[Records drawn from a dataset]
•••

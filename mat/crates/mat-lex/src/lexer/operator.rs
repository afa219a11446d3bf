//! Operator and delimiter lexing.
//!
//! Handles the single-character operators shared by both notations, the
//! Mat spellings `/ _ < >` and the digraphs `<= >= !=`.

use crate::token::Token;
use crate::Lexer;

impl<'a> Lexer<'a> {
    /// Lexes an operator or delimiter.
    ///
    /// Returns `None` without consuming anything if the current byte is
    /// not one.
    pub(super) fn lex_operator(&mut self) -> Option<Token> {
        let token = match self.cursor.current_byte()? {
            b'(' => Token::OParen,
            b')' => Token::CParen,
            b'{' => Token::OCurly,
            b'}' => Token::CCurly,
            b'[' => Token::OBracket,
            b']' => Token::CBracket,
            b'=' => Token::Equal,
            b'+' => Token::Add,
            b'-' => Token::Subtract,
            b'*' => Token::Multiply,
            b'^' => Token::Exponent,
            b'/' => Token::Fraction,
            b'_' => Token::SubScript,
            b'e' => Token::E,
            b'i' => Token::Imaginary,
            b'!' => return Some(self.lex_digraph(Token::Factorial, Token::NotEqual)),
            b'<' => return Some(self.lex_digraph(Token::Less, Token::LessEqual)),
            b'>' => return Some(self.lex_digraph(Token::Greater, Token::GreaterEqual)),
            _ => return None,
        };
        self.cursor.advance();
        Some(token)
    }

    /// Lexes `single`, or `with_eq` when the next byte is `=`.
    ///
    /// Handles: `!` `!=`, `<` `<=`, `>` `>=`
    fn lex_digraph(&mut self, single: Token, with_eq: Token) -> Token {
        self.cursor.advance();
        if self.cursor.match_byte(b'=') {
            with_eq
        } else {
            single
        }
    }
}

•••

*Task instructions:* Your job is to restate all of the data word for word.

*Result:*
filename mat/crates/mat-lex/src/lexer/operator.rs
repository afa219a11446d3bf
//! Operator and delimiter lexing.
//!
//! Handles the single-character operators shared by both notations, the
//! Mat spellings `/ _ < >` and the digraphs `<= >= !=`.

use crate::token::Token;
use crate::Lexer;

impl<'a> Lexer<'a> {
    /// Lexes an operator or delimiter.
    ///
    /// Returns `None` without consuming anything if the current byte is
    /// not one.
    pub(super) fn lex_operator(&mut self) -> Option<Token> {
        let token = match self.cursor.current_byte()? {
            b'(' => Token::OParen,
            b')' => Token::CParen,
            b'{' => Token::OCurly,
            b'}' => Token::CCurly,
            b'[' => Token::OBracket,
            b']' => Token::CBracket,
            b'=' => Token::Equal,
            b'+' => Token::Add,
            b'-' => Token::Subtract,
            b'*' => Token::Multiply,
            b'^' => Token::Exponent,
            b'/' => Token::Fraction,
            b'_' => Token::SubScript,
            b'e' => Token::E,
            b'i' => Token::Imaginary,
            b'!' => return Some(self.lex_digraph(Token::Factorial, Token::NotEqual)),
            b'<' => return Some(self.lex_digraph(Token::Less, Token::LessEqual)),
            b'>' => return Some(self.lex_digraph(Token::Greater, Token::GreaterEqual)),
            _ => return None,
        };
        self.cursor.advance();
        Some(token)
    }

    /// Lexes `single`, or `with_eq` when the next byte is `=`.
    ///
    /// Handles: `!` `!=`, `<` `<=`, `>` `>=`
    fn lex_digraph(&mut self, single: Token, with_eq: Token) -> Token {
        self.cursor.advance();
        if self.cursor.match_byte(b'=') {
            with_eq
        } else {
            single
        }
    }
}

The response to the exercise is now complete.